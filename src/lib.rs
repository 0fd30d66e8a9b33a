// Copyright 2022 The ChromiumOS Authors
// Use of this source code is governed by a BSD-style license that can be
// found in the LICENSE file.

//! Indexing of H.264, H.265 and H.266 Annex B elementary streams.
//!
//! The stream is split into NAL units, the parameter sets are parsed and the
//! slices are peeked far enough to group them into pictures with a picture
//! order count. The resulting [`FrameIndex`] tells where to resume decoding
//! to reach any frame and which parameter sets to send to the decoder first.
//!
//! ```no_run
//! use annexb_index::IndexerConfig;
//! use annexb_index::StreamIndexer;
//!
//! let stream = std::fs::read("video.h265").unwrap();
//! let index = StreamIndexer::new(IndexerConfig::default())
//!     .index_bytes(&stream)
//!     .unwrap();
//! let seek = index.seek(120).unwrap();
//! ```

pub mod bitstream_utils;
pub mod codec;
pub mod index;
pub mod indexer;
pub mod stream_info;
pub mod trace;
pub mod utils;

pub use codec::Codec;
pub use codec::NalEvent;
pub use codec::NalHeader;
pub use codec::ParameterSetKind;
pub use codec::ParameterSetRef;
pub use codec::ParseError;
pub use index::FrameEntry;
pub use index::FrameIndex;
pub use index::IndexError;
pub use index::SeekPoint;
pub use indexer::IndexerConfig;
pub use indexer::IndexerHandle;
pub use indexer::ScanOutcome;
pub use indexer::StreamIndex;
pub use indexer::StreamIndexer;
pub use stream_info::PixelFormat;
pub use stream_info::Ratio;
pub use stream_info::Resolution;
pub use stream_info::StreamInfo;
// Copyright 2024 The ChromiumOS Authors
// Use of this source code is governed by a BSD-style license that can be
// found in the LICENSE file.

//! Syntax structures shared by the H.266 VPS and SPS: profile_tier_level(),
//! general_constraints_info(), dpb_parameters() and the HRD parameters.

use crate::bitstream_utils::BitReader;
use crate::codec::ParseError;

/// Maximum number of temporal sublayers, vps_max_sublayers_minus1 + 1.
pub const MAX_SUBLAYERS: usize = 7;
/// Upper bound for ptl_num_sub_profiles we are willing to allocate for.
const MAX_SUB_PROFILES: usize = 64;
/// hrd_cpb_cnt_minus1 shall be in the range of 0 to 31.
const MAX_CPB_CNT: u32 = 31;

/// 7.3.3.2 General constraints information syntax.
#[derive(Clone, Debug, Default, PartialEq, Eq)]
pub struct GeneralConstraintsInfo {
    pub present_flag: bool,
    /* general */
    pub intra_only_constraint_flag: bool,
    pub all_layers_independent_constraint_flag: bool,
    pub one_au_only_constraint_flag: bool,
    /* picture format */
    pub sixteen_minus_max_bitdepth_constraint_idc: u8,
    pub three_minus_max_chroma_format_constraint_idc: u8,
    /* NAL unit type related */
    pub no_mixed_nalu_types_in_pic_constraint_flag: bool,
    pub no_trail_constraint_flag: bool,
    pub no_stsa_constraint_flag: bool,
    pub no_rasl_constraint_flag: bool,
    pub no_radl_constraint_flag: bool,
    pub no_idr_constraint_flag: bool,
    pub no_cra_constraint_flag: bool,
    pub no_gdr_constraint_flag: bool,
    pub no_aps_constraint_flag: bool,
    pub no_idr_rpl_constraint_flag: bool,
    /* tile, slice, subpicture partitioning */
    pub one_tile_per_pic_constraint_flag: bool,
    pub pic_header_in_slice_header_constraint_flag: bool,
    pub one_slice_per_pic_constraint_flag: bool,
    pub no_rectangular_slice_constraint_flag: bool,
    pub one_slice_per_subpic_constraint_flag: bool,
    pub no_subpic_info_constraint_flag: bool,
    /* CTU and block partitioning */
    pub three_minus_max_log2_ctu_size_constraint_idc: u8,
    pub no_partition_constraints_override_constraint_flag: bool,
    pub no_mtt_constraint_flag: bool,
    pub no_qtbtt_dual_tree_intra_constraint_flag: bool,
    /* intra */
    pub no_palette_constraint_flag: bool,
    pub no_ibc_constraint_flag: bool,
    pub no_isp_constraint_flag: bool,
    pub no_mrl_constraint_flag: bool,
    pub no_mip_constraint_flag: bool,
    pub no_cclm_constraint_flag: bool,
    /* inter */
    pub no_ref_pic_resampling_constraint_flag: bool,
    pub no_res_change_in_clvs_constraint_flag: bool,
    pub no_weighted_prediction_constraint_flag: bool,
    pub no_ref_wraparound_constraint_flag: bool,
    pub no_temporal_mvp_constraint_flag: bool,
    pub no_sbtmvp_constraint_flag: bool,
    pub no_amvr_constraint_flag: bool,
    pub no_bdof_constraint_flag: bool,
    pub no_smvd_constraint_flag: bool,
    pub no_dmvr_constraint_flag: bool,
    pub no_mmvd_constraint_flag: bool,
    pub no_affine_motion_constraint_flag: bool,
    pub no_prof_constraint_flag: bool,
    pub no_bcw_constraint_flag: bool,
    pub no_ciip_constraint_flag: bool,
    pub no_gpm_constraint_flag: bool,
    /* transform, quantization, residual */
    pub no_luma_transform_size_64_constraint_flag: bool,
    pub no_transform_skip_constraint_flag: bool,
    pub no_bdpcm_constraint_flag: bool,
    pub no_mts_constraint_flag: bool,
    pub no_lfnst_constraint_flag: bool,
    pub no_joint_cbcr_constraint_flag: bool,
    pub no_sbt_constraint_flag: bool,
    pub no_act_constraint_flag: bool,
    pub no_explicit_scaling_list_constraint_flag: bool,
    pub no_dep_quant_constraint_flag: bool,
    pub no_sign_data_hiding_constraint_flag: bool,
    pub no_cu_qp_delta_constraint_flag: bool,
    pub no_chroma_qp_offset_constraint_flag: bool,
    /* loop filter */
    pub no_sao_constraint_flag: bool,
    pub no_alf_constraint_flag: bool,
    pub no_ccalf_constraint_flag: bool,
    pub no_lmcs_constraint_flag: bool,
    pub no_ladf_constraint_flag: bool,
    pub no_virtual_boundaries_constraint_flag: bool,
    pub num_reserved_bits: u8,
}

=== What to do ===
Everything from the line with "pub use codec::ParseError;" through the line with "pub use stream_info::Resolution;" in the listing above must be retyped exactly, with nothing added.

=== Response to the task ===
pub use codec::ParseError;
pub use index::FrameEntry;
pub use index::FrameIndex;
pub use index::IndexError;
pub use index::SeekPoint;
pub use indexer::IndexerConfig;
pub use indexer::IndexerHandle;
pub use indexer::ScanOutcome;
pub use indexer::StreamIndex;
pub use indexer::StreamIndexer;
pub use stream_info::PixelFormat;
pub use stream_info::Ratio;
pub use stream_info::Resolution;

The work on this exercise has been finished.